Во многих частях совершенно не осталось командного состава. В командование вступали оставшиеся в живых делегаты X съезда…»
…Бой за очищение Кронштадта от мятежников длился весь день и закончился только к 7 часам вечера.
Сильно огорчился Дыбенко, что не захватил руководителей мятежа, особенно Козловского. Матерый враг вместе со своим штабом бежал в Финляндию, захватив и «полпреда» белой эмиграции, бывшего каперанга Вилькена. Где-то на запятках генеральских саней пристроился «предревком» Петриченко. Ревкомовцы не успели оглянуться, вожаки уже исчезли… В Финляндию сбежало около восьми тысяч мятежников; убито свыше тысячи и ранено две тысячи.
Активных главарей трибунал приговорил к расстрелу. Сдавшихся и взятых в плен рядовых не судили.
Дыбенко назначили комендантом освобожденного Кронштадта. 18 марта 1921 года в первом номере газеты «Красный Кронштадт» опубликован его приказ, в котором сказано, что после 7 часов хождение по улицам воспрещалось; всем гражданам в течение 24 часов предлагалось сдать огнестрельное и холодное оружие; собрания и митинги на улицах и в помещениях воспрещались…
19 марта Дыбенко командовал парадом войск на Якорной площади. Выступил с речью. В ней он сказал, что красные воины совершили великий подвиг, еще раз подтвердили несокрушимость воли рабочего класса к победе над своими классовыми врагами.

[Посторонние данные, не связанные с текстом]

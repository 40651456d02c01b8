// imports
use fnv::FnvHashMap;
use std::io::{self, BufRead, Lines};


/// A token as seen by the counting engine. Only its surface form is ever
/// consulted; annotated tokens implement this to expose the form (or lemma)
/// they should be counted under.
pub trait Token {
    fn surface(&self) -> &str;
}

impl Token for String {
    fn surface(&self) -> &str {
        self.as_str()
    }
}

impl Token for &str {
    fn surface(&self) -> &str {
        self
    }
}

impl Token for Box<str> {
    fn surface(&self) -> &str {
        self
    }
}


/// Corpus statistics needed by the subsampler: how many times each token
/// appears, and how many tokens the corpus holds in total.
#[derive(Clone, Debug, Default, PartialEq, Eq)]
pub struct CorpusStats {
    frequencies: FnvHashMap<String, u64>,
    total: u64,
}

impl CorpusStats {

    pub fn new() -> Self {
        Self::default()
    }

    /// Builds statistics from already known frequencies. The total is the sum of them.
    pub fn from_frequencies<I, W>(frequencies: I) -> Self
    where
        I: IntoIterator<Item = (W, u64)>,
        W: Into<String> {

        let mut stats = Self::new();
        for (word, count) in frequencies {
            stats.add_count(word.into(), count);
        }
        stats
    }

    /// One pass over the sentences, accumulating occurrences of every token.
    pub fn from_sentences<I, S, T>(sentences: I) -> Self
    where
        I: IntoIterator<Item = S>,
        S: AsRef<[T]>,
        T: Token {

        let mut stats = Self::new();
        for sentence in sentences {
            stats.accumulate(sentence.as_ref());
        }
        stats
    }

    pub fn accumulate<T: Token>(&mut self, sentence: &[T]) {
        for tok in sentence {
            match self.frequencies.get_mut(tok.surface()) {
                Some(count) => *count += 1,
                None => { self.frequencies.insert(tok.surface().to_owned(), 1); }
            }
        }
        self.total += sentence.len() as u64;
    }

    fn add_count(&mut self, word: String, count: u64) {
        *self.frequencies.entry(word).or_insert(0) += count;
        self.total += count;
    }

    pub fn count(&self, word: &str) -> u64 {
        self.frequencies.get(word).copied().unwrap_or(0)
    }

    pub fn total(&self) -> u64 {
        self.total
    }

    /// Number of distinct tokens.
    pub fn distinct(&self) -> usize {
        self.frequencies.len()
    }

    pub fn iter(&self) -> impl Iterator<Item = (&str, u64)> {
        self.frequencies.iter().map(|(word, count)| (word.as_str(), *count))
    }
}


/// Reads a plain text corpus, one sentence per line, tokens separated by
/// whitespace. Empty lines are skipped.
pub struct LineSentences<R> {
    lines: Lines<R>,
    lowercase: bool,
}

impl<R: BufRead> LineSentences<R> {

    pub fn new(reader: R) -> Self {
        Self { lines: reader.lines(), lowercase: false }
    }

    pub fn lowercase(mut self, lowercase: bool) -> Self {
        self.lowercase = lowercase;
        self
    }

    fn parse_line(&self, line: &str) -> Vec<String> {
        let line = line.trim();
        if self.lowercase {
            line.to_lowercase().split_whitespace().map(|x| x.to_string()).collect()
        } else {
            line.split_whitespace().map(|x| x.to_string()).collect()
        }
    }
}

impl<R: BufRead> Iterator for LineSentences<R> {
    type Item = io::Result<Vec<String>>;

    fn next(&mut self) -> Option<Self::Item> {
        loop {
            let line = match self.lines.next()? {
                Ok(line) => line,
                Err(e) => return Some(Err(e)),
            };
            let sentence = self.parse_line(&line);
            if !sentence.is_empty() {
                return Some(Ok(sentence));
            }
        }
    }
}
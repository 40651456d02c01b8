//! Word × context co-occurrence counting.
//!
//! A corpus of tokenized sentences is cut into shards, each shard is counted
//! by a worker of a fixed-size pool, and the partial tables are merged into a
//! single compressed sparse row matrix.
//!
//! ```no_run
//! use cooc_engine::{ContextVocabulary, CooccurrenceCounter, CountingConfig, Vocabulary};
//!
//! let sentences = vec![vec!["a", "b", "c"], vec!["b", "c", "d"]];
//! let words = Vocabulary::new(["a", "b", "c", "d"]);
//! let counter = CooccurrenceCounter::new(words, ContextVocabulary::Dynamic, CountingConfig::default(), None)?;
//! let cooc = counter.count(&sentences)?;
//! assert_eq!(cooc.get("b", "c"), 2);
//! # Ok::<(), cooc_engine::CoocError>(())
//! ```

mod config;
mod context;
mod cooccurrence;
mod corpus;
mod error;
mod matrix;
mod reducer;
mod subsampling;
mod table;
mod vocabulary;
mod worker;

pub use config::{CountingConfig, CountingMetadata, WindowConfig, WindowKind};
pub use context::{ContextWindow, Extent};
pub use cooccurrence::{CooccurrenceCounter, Cooccurrences};
pub use corpus::{CorpusStats, LineSentences, Token};
pub use error::{CoocError, Result};
pub use matrix::CsrMatrix;
pub use reducer::{combine_fixed, Reducer};
pub use subsampling::{DroppedTokens, Subsampler};
pub use table::{CellKey, CountTable};
pub use vocabulary::{ContextVocabulary, DynamicVocabulary, Lexicon, Vocabulary};
pub use worker::{shard_rng, PartialCounts, Worker};
//! Definitions of the context of a focus word within a sentence.
//!
//! Windows are clipped at sentence edges; a context never crosses into the
//! neighbouring sentence. All methods are pure except the dynamic window
//! extent, which is drawn from the caller's rng.

use rand::Rng;
use serde::{Deserialize, Serialize};


/// What counts as "nearby" for a focus word.
#[derive(Clone, Copy, Debug, PartialEq, Eq, Serialize, Deserialize)]
#[serde(tag = "kind", rename_all = "snake_case")]
pub enum ContextWindow {
    /// Up to `before` positions to the left and `after` to the right.
    Window {
        before: usize,
        after: usize,
        /// Skip positions whose token is not an admissible context and keep
        /// extending until the quota is met or the sentence edge is reached.
        #[serde(default)]
        dirty: bool,
        /// Draw the effective extent in `1..=before` / `1..=after` for each focus.
        #[serde(default)]
        dynamic: bool,
    },
    /// Every other position of the sentence.
    Sentence,
}

/// Effective extent used for one focus position.
#[derive(Clone, Copy, Debug, PartialEq, Eq)]
pub struct Extent {
    pub before: usize,
    pub after: usize,
}

impl Default for ContextWindow {
    fn default() -> Self {
        ContextWindow::symmetric(1)
    }
}

impl ContextWindow {

    pub fn symmetric(half_size: usize) -> Self {
        ContextWindow::asymmetric(half_size, half_size)
    }

    pub fn asymmetric(before: usize, after: usize) -> Self {
        ContextWindow::Window { before, after, dirty: false, dynamic: false }
    }

    pub fn dirty(self, enabled: bool) -> Self {
        match self {
            ContextWindow::Window { before, after, dynamic, .. } => ContextWindow::Window { before, after, dirty: enabled, dynamic },
            ContextWindow::Sentence => self,
        }
    }

    pub fn dynamic(self, enabled: bool) -> Self {
        match self {
            ContextWindow::Window { before, after, dirty, .. } => ContextWindow::Window { before, after, dirty, dynamic: enabled },
            ContextWindow::Sentence => self,
        }
    }

    pub fn is_dirty(&self) -> bool {
        matches!(self, ContextWindow::Window { dirty: true, .. })
    }

    pub fn is_dynamic(&self) -> bool {
        matches!(self, ContextWindow::Window { dynamic: true, .. })
    }

    /// Context positions for `focus`, using the full extent and treating
    /// every position as admissible. A dirty window therefore gives the same
    /// positions as a clean one here; to skip tokens that are not countable
    /// contexts, call [`ContextWindow::positions`] with an `admissible` test.
    ///
    /// With a `focus_mask`, a focus whose mask entry is `false` gets no
    /// context at all. Positions are returned in sentence order.
    pub fn contexts<T>(&self, sentence: &[T], focus: usize, focus_mask: Option<&[bool]>) -> Vec<usize> {
        if !is_focus(focus_mask, focus) {
            return Vec::new()
        }
        self.positions(sentence.len(), focus, self.full_extent(sentence.len()), |_| true)
    }

    /// The extent to use for the next focus. Only a dynamic window consumes
    /// randomness.
    pub fn sample_extent<R: Rng>(&self, len: usize, rng: &mut R) -> Extent {

        match *self {
            ContextWindow::Window { before, after, dynamic: true, .. } => {
                let sample = |max: usize, rng: &mut R| if max > 0 { rng.gen_range(1..=max) } else { 0 };
                let b = sample(before, rng);
                let a = if after == before { b } else { sample(after, rng) };
                Extent { before: b, after: a }
            }
            _ => self.full_extent(len),
        }
    }

    fn full_extent(&self, len: usize) -> Extent {
        match *self {
            ContextWindow::Window { before, after, .. } => Extent { before, after },
            ContextWindow::Sentence => Extent { before: len, after: len },
        }
    }

    /// Context positions of `focus` within a sentence of length `len`.
    ///
    /// `admissible` tells whether a position holds a countable context token.
    /// A clean window returns every in-range position regardless; a dirty
    /// window skips inadmissible ones and keeps walking outward.
    pub fn positions<F>(&self, len: usize, focus: usize, extent: Extent, admissible: F) -> Vec<usize>
    where
        F: Fn(usize) -> bool {

        if focus >= len {
            return Vec::new()
        }

        if !self.is_dirty() {
            let start = focus.saturating_sub(extent.before);
            let end = len.min(focus.saturating_add(extent.after).saturating_add(1));
            return (start..focus).chain(focus + 1..end).collect()
        }

        let mut before_list = Vec::with_capacity(extent.before);
        let mut i = focus;
        while i > 0 && before_list.len() < extent.before {
            i -= 1;
            if admissible(i) {
                before_list.push(i);
            }
        }
        before_list.reverse();

        let mut after_list = Vec::with_capacity(extent.after);
        let mut i = focus + 1;
        while i < len && after_list.len() < extent.after {
            if admissible(i) {
                after_list.push(i);
            }
            i += 1;
        }

        before_list.extend(after_list);
        before_list
    }
}

fn is_focus(mask: Option<&[bool]>, position: usize) -> bool {
    match mask {
        Some(mask) => mask.get(position).copied().unwrap_or(false),
        None => true,
    }
}
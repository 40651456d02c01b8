// imports
use crate::context::ContextWindow;
use crate::error::{CoocError, Result};
use crate::subsampling::{DroppedTokens, Subsampler};
use serde::{Deserialize, Serialize};
use std::fmt::Display;
use std::fs::File;
use std::io::BufReader;
use std::path::Path;
use std::thread;


#[derive(Clone, Copy, Debug, Default, PartialEq, Eq, Serialize, Deserialize)]
#[serde(rename_all = "snake_case")]
pub enum WindowKind {
    #[default]
    Window,
    Sentence,
}

/// Context window parameters as written in a configuration file.
/// `before`/`after`, when given, override `half_size` on their side.
#[derive(Clone, Debug, PartialEq, Eq, Serialize, Deserialize)]
#[serde(default)]
pub struct WindowConfig {
    pub kind: WindowKind,
    pub half_size: usize,
    pub before: Option<usize>,
    pub after: Option<usize>,
    pub dirty: bool,
    pub dynamic: bool,
}

impl Default for WindowConfig {
    fn default() -> Self {
        Self { kind: WindowKind::Window, half_size: 1, before: None, after: None, dirty: false, dynamic: false }
    }
}

impl WindowConfig {

    pub fn symmetric(half_size: usize) -> Self {
        Self { half_size, ..Self::default() }
    }

    pub fn to_window(&self) -> ContextWindow {
        match self.kind {
            WindowKind::Sentence => ContextWindow::Sentence,
            WindowKind::Window => ContextWindow::asymmetric(
                self.before.unwrap_or(self.half_size),
                self.after.unwrap_or(self.half_size),
            )
            .dirty(self.dirty)
            .dynamic(self.dynamic),
        }
    }
}


/// Parameters of one counting run. Every field has a default, so a
/// configuration file only needs the values it changes.
#[derive(Clone, Debug, PartialEq, Serialize, Deserialize)]
#[serde(default)]
pub struct CountingConfig {
    /// Free-form description of the corpus, carried into the metadata.
    pub corpus: String,
    pub window: WindowConfig,
    pub subsampling: bool,
    pub threshold: f64,
    pub dropped_tokens: DroppedTokens,
    /// Worker pool size; defaults to the available parallelism minus one.
    pub num_workers: Option<usize>,
    /// Sentences per shard.
    pub shard_size: usize,
    pub seed: u64,
}

impl Default for CountingConfig {
    fn default() -> Self {
        Self {
            corpus: String::new(),
            window: WindowConfig::default(),
            subsampling: false,
            threshold: Subsampler::DEFAULT_THRESHOLD,
            dropped_tokens: DroppedTokens::KeepAsContext,
            num_workers: None,
            shard_size: 10_000,
            seed: 0,
        }
    }
}

impl Display for CountingConfig {
    fn fmt(&self, f: &mut std::fmt::Formatter<'_>) -> std::fmt::Result {
        write!(f, "counting parameters:
        corpus: {}
        window: {:?}
        subsampling: {} (threshold {}, dropped tokens {:?})
        num_workers: {}
        shard_size: {}
        seed: {}",
        self.corpus, self.window.to_window(), self.subsampling, self.threshold, self.dropped_tokens,
        self.workers(), self.shard_size, self.seed
        )
    }
}

impl CountingConfig {

    pub fn from_json_str(json: &str) -> Result<CountingConfig> {
        let config: CountingConfig = serde_json::from_str(json)?;
        Ok(config)
    }

    pub fn from_json_file<P: AsRef<Path>>(path: P) -> Result<CountingConfig> {
        let f = BufReader::new(File::open(path)?);
        let config: CountingConfig = serde_json::from_reader(f)?;
        Ok(config)
    }

    pub fn to_json(&self) -> Result<String> {
        Ok(serde_json::to_string_pretty(self)?)
    }

    /// Effective pool size.
    pub fn workers(&self) -> usize {
        match self.num_workers {
            Some(n) => n,
            None => thread::available_parallelism()
                .map(|n| n.get().saturating_sub(1))
                .unwrap_or(1)
                .max(1),
        }
    }

    /// Checks everything that can be checked before a run starts.
    pub fn validate(&self) -> Result<()> {
        if self.num_workers == Some(0) {
            return Err(CoocError::Config("num_workers must be at least 1".to_string()))
        }
        if self.shard_size == 0 {
            return Err(CoocError::Config("shard_size must be at least 1".to_string()))
        }
        if self.subsampling && !(self.threshold > 0.0 && self.threshold < 1.0) {
            return Err(CoocError::Config(format!("subsampling threshold must be in (0, 1), got {}", self.threshold)))
        }
        if self.window.dynamic && self.window.kind == WindowKind::Sentence {
            tracing::warn!("dynamic has no effect on a sentence context");
        }
        Ok(())
    }
}


/// What a run was computed from, kept next to the matrix so that it can be
/// reproduced or looked up in a cache.
#[derive(Clone, Debug, PartialEq, Serialize, Deserialize)]
pub struct CountingMetadata {
    pub corpus: String,
    pub window: ContextWindow,
    pub subsampling: bool,
    pub threshold: Option<f64>,
    pub dropped_tokens: DroppedTokens,
    pub dynamic_contexts: bool,
    pub seed: u64,
    pub shard_size: usize,
    pub num_workers: usize,
    pub sentences: usize,
}

impl CountingMetadata {

    pub fn to_json(&self) -> Result<String> {
        Ok(serde_json::to_string(self)?)
    }
}


#[cfg(test)]
mod tests {

    use super::{CountingConfig, WindowConfig, WindowKind};
    use crate::context::ContextWindow;
    use crate::subsampling::DroppedTokens;

    #[test]
    fn defaults_from_empty_json() {
        let config = CountingConfig::from_json_str("{}").unwrap();
        assert_eq!(config, CountingConfig::default());
        assert_eq!(config.window.to_window(), ContextWindow::symmetric(1));
        assert!(config.workers() >= 1);
        assert!(config.validate().is_ok());
    }

    #[test]
    fn json_overrides() {
        let json = r#"{
            "corpus": "toy",
            "window": {"half_size": 3, "after": 1, "dirty": true},
            "subsampling": true,
            "threshold": 0.001,
            "dropped_tokens": "remove",
            "num_workers": 2,
            "shard_size": 5,
            "seed": 42
        }"#;
        let config = CountingConfig::from_json_str(json).unwrap();

        assert_eq!(config.corpus, "toy");
        assert_eq!(config.window.to_window(), ContextWindow::asymmetric(3, 1).dirty(true));
        assert_eq!(config.dropped_tokens, DroppedTokens::Remove);
        assert_eq!(config.workers(), 2);
        assert_eq!(config.seed, 42);
        assert!(config.validate().is_ok());

        // round trip through the pretty printer
        let again = CountingConfig::from_json_str(&config.to_json().unwrap()).unwrap();
        assert_eq!(again, config);
    }

    #[test]
    fn sentence_window() {
        let window = WindowConfig { kind: WindowKind::Sentence, ..WindowConfig::default() };
        assert_eq!(window.to_window(), ContextWindow::Sentence);
    }

    #[test]
    fn invalid_configurations() {
        let bad_workers = CountingConfig { num_workers: Some(0), ..CountingConfig::default() };
        assert!(bad_workers.validate().is_err());

        let bad_shard = CountingConfig { shard_size: 0, ..CountingConfig::default() };
        assert!(bad_shard.validate().is_err());

        let bad_threshold = CountingConfig { subsampling: true, threshold: 1.5, ..CountingConfig::default() };
        assert!(bad_threshold.validate().is_err());

        // threshold is only checked when subsampling is on
        let unused_threshold = CountingConfig { subsampling: false, threshold: 1.5, ..CountingConfig::default() };
        assert!(unused_threshold.validate().is_ok());

        // a negative half size is rejected by the parser
        assert!(CountingConfig::from_json_str(r#"{"window": {"half_size": -1}}"#).is_err());
    }
}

— Кронштадт снова стал грозной крепостью и твердым оплотом для защиты морских подступов к Советскому Союзу, — закончил он. — Зорким часовым будет стоять теперь красный Кронштадт на страже Октября…
А Петроград провожал в последний путь павших смертью при штурме мятежной крепости. Погибло в бою, потонуло в ледяной воде Финского залива 527 героев, было ранено и контужено 3258 человек. Траурный митинг состоялся в Зимнем дворце. Затем от Дворцовой площади по Невскому сплошным потоком траурная процессия двигалась к Александро-Невской лавре — месту погребения славных сынов, отдавших свои жизни за Советскую Родину…
В штабе коменданта все время люди, одни приходят с докладами, другие, получив задания, поспешно удаляются. Жители города жалуются на мародерство мятежников…
Перед отъездом в Москву в кабинете Дыбенко собрались боевые товарищи.
Иван Владимирович Тюленев вспоминает: «Он (Дыбенко. —
— Основная их масса осталась в городе. Они сознают вину перед Советской властью и обещают честным трудом искупить свое преступление. Но часть мятежников и матерые контрреволюционеры убежали в Финляндию. Жаль!.. Кое-кто из этих негодяев хотел взорвать линкоры „Севастополь“ и „Петропавловск“, уже заложили под орудийные башни пироксилиновые шашки, но старые моряки поймали преступников. Команда „Севастополя“ арестовала своих офицеров и отправила в Петроград радиограмму: „Сдаемся“. А утром 18 марта сдался и линкор „Петропавловск“».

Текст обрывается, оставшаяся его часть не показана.